Work request
Tell how many lines of the data include the word "match". Nothing but the number belongs in the answer.

[Dataset entries]

impl ExecutionJournal {
    /// Journal that lives only in memory (replays and tests)
    pub fn in_memory() -> Self {
        Self {
            path: None,
            file: None,
            entries: Vec::new(),
            latest: HashMap::new(),
        }
    }

    /// Open (or create) a file-backed journal and load its history
    ///
    /// A torn final line from a crash mid-write is dropped and truncated
    /// away. Damage anywhere else is an error.
    pub fn open(path: impl AsRef<Path>) -> Result<Self, JournalError> {
        let path = path.as_ref().to_path_buf();
        if let Some(parent) = path.parent() {
            if !parent.as_os_str().is_empty() {
                fs::create_dir_all(parent)?;
            }
        }

        let mut file = OpenOptions::new()
            .create(true)
            .read(true)
            .append(true)
            .open(&path)?;

        let mut raw = String::new();
        file.read_to_string(&mut raw)?;

        let mut journal = Self::in_memory();
        let mut good_len = 0usize;
        let lines: Vec<&str> = raw.split_inclusive('\n').collect();

        for (idx, line) in lines.iter().enumerate() {
            let is_last = idx + 1 == lines.len();
            let text = line.trim_end();
            if text.is_empty() {
                good_len += line.len();
                continue;
            }

            match (serde_json::from_str::<JournalEntry>(text), line.ends_with('\n')) {
                (Ok(entry), true) => {
                    journal.index(entry);
                    good_len += line.len();
                }
                _ if is_last => {
                    tracing::warn!(
                        path = %path.display(),
                        line = idx + 1,
                        "Dropping torn final journal line"
                    );
                }
                (Err(e), _) => {
                    return Err(JournalError::Corrupt {
                        line: idx + 1,
                        detail: e.to_string(),
                    })
                }
                (Ok(_), false) => {
                    return Err(JournalError::Corrupt {
                        line: idx + 1,
                        detail: "missing line terminator".to_string(),
                    })
                }
            }
        }

        if good_len < raw.len() {
            file.set_len(good_len as u64)?;
        }

        tracing::info!(
            path = %path.display(),
            entries = journal.entries.len(),
            "Execution journal opened"
        );

        journal.path = Some(path);
        journal.file = Some(file);
        Ok(journal)
    }

    pub fn path(&self) -> Option<&Path> {
        self.path.as_deref()
    }

    fn index(&mut self, entry: JournalEntry) {
        self.latest
            .insert(entry.fingerprint.clone(), self.entries.len());
        self.entries.push(entry);
    }

    /// Durably append one event; returns its sequence number
    pub fn append(
        &mut self,
        fingerprint: Fingerprint,
        trading_date: NaiveDate,
        stream: StreamId,
        recorded_at: DateTime<Utc>,
        event: JournalEvent,
    ) -> Result<u64, JournalError> {
        let seq = self.entries.last().map_or(1, |e| e.seq + 1);
        let entry = JournalEntry {
            seq,
            fingerprint,
            trading_date,
            stream,
            recorded_at,
            event,
        };

        if let Some(file) = self.file.as_mut() {
            let mut line = serde_json::to_string(&entry)?;
            line.push('\n');
            file.write_all(line.as_bytes())?;
            file.flush()?;
            file.sync_data()?;
        }

        tracing::debug!(
            seq,
            fingerprint = %entry.fingerprint,
            stream = %entry.stream,
            outcome = ?entry.event.outcome(),
            "Journal append"
        );

        self.index(entry);
        Ok(seq)
    }

    /// Latest entry for a fingerprint
    pub fn lookup(&self, fingerprint: &Fingerprint) -> Option<&JournalEntry> {
        self.latest.get(fingerprint).map(|&idx| &self.entries[idx])
    }

    pub fn outcome(&self, fingerprint: &Fingerprint) -> Option<Outcome> {
        self.lookup(fingerprint).map(|e| e.event.outcome())
    }

    /// All entries for a fingerprint, oldest first
    pub fn history<'a>(
        &'a self,
        fingerprint: &'a Fingerprint,
    ) -> impl Iterator<Item = &'a JournalEntry> + 'a {
        self.entries
            .iter()
            .filter(move |e| &e.fingerprint == fingerprint)
    }

    pub fn entries(&self) -> &[JournalEntry] {
        &self.entries
    }

    pub fn len(&self) -> usize {
        self.entries.len()
    }

    pub fn is_empty(&self) -> bool {
        self.entries.is_empty()
    }

    pub fn restore_locked_state(
        &self,
        trading_date: NaiveDate,
        stream: &StreamId,
    ) -> Option<LockedState> {
        let fingerprint = Fingerprint::for_range_lock(trading_date, stream);
        let locked = self.history(&fingerprint).find_map(|entry| match &entry.event {
            JournalEvent::RangeLocked { range, brackets } => Some(LockedState {
                range: range.clone(),
                brackets: brackets.clone(),
            }),
            _ => None,
        });
        locked
    }

    /// Every intent recorded for a stream on a date, with its latest outcome
    pub fn intents_for(&self, trading_date: NaiveDate, stream: &StreamId) -> Vec<IntentRecord> {
        self.entries
            .iter()
            .filter(|e| e.trading_date == trading_date && &e.stream == stream)
            .filter_map(|e| match &e.event {
                JournalEvent::IntentRecorded { intent } => Some(intent),
                _ => None,
            })
            .map(|intent| {
                let order_id = self.history(&intent.fingerprint).find_map(|e| match &e.event {
                    JournalEvent::Submitted { order_id } => Some(order_id.clone()),
                    _ => None,
                });
                IntentRecord {
                    outcome: self
                        .outcome(&intent.fingerprint)
                        .unwrap_or(Outcome::Recorded),
                    intent: intent.clone(),
                    order_id,
                }
            })
            .collect()
    }
}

Written response
4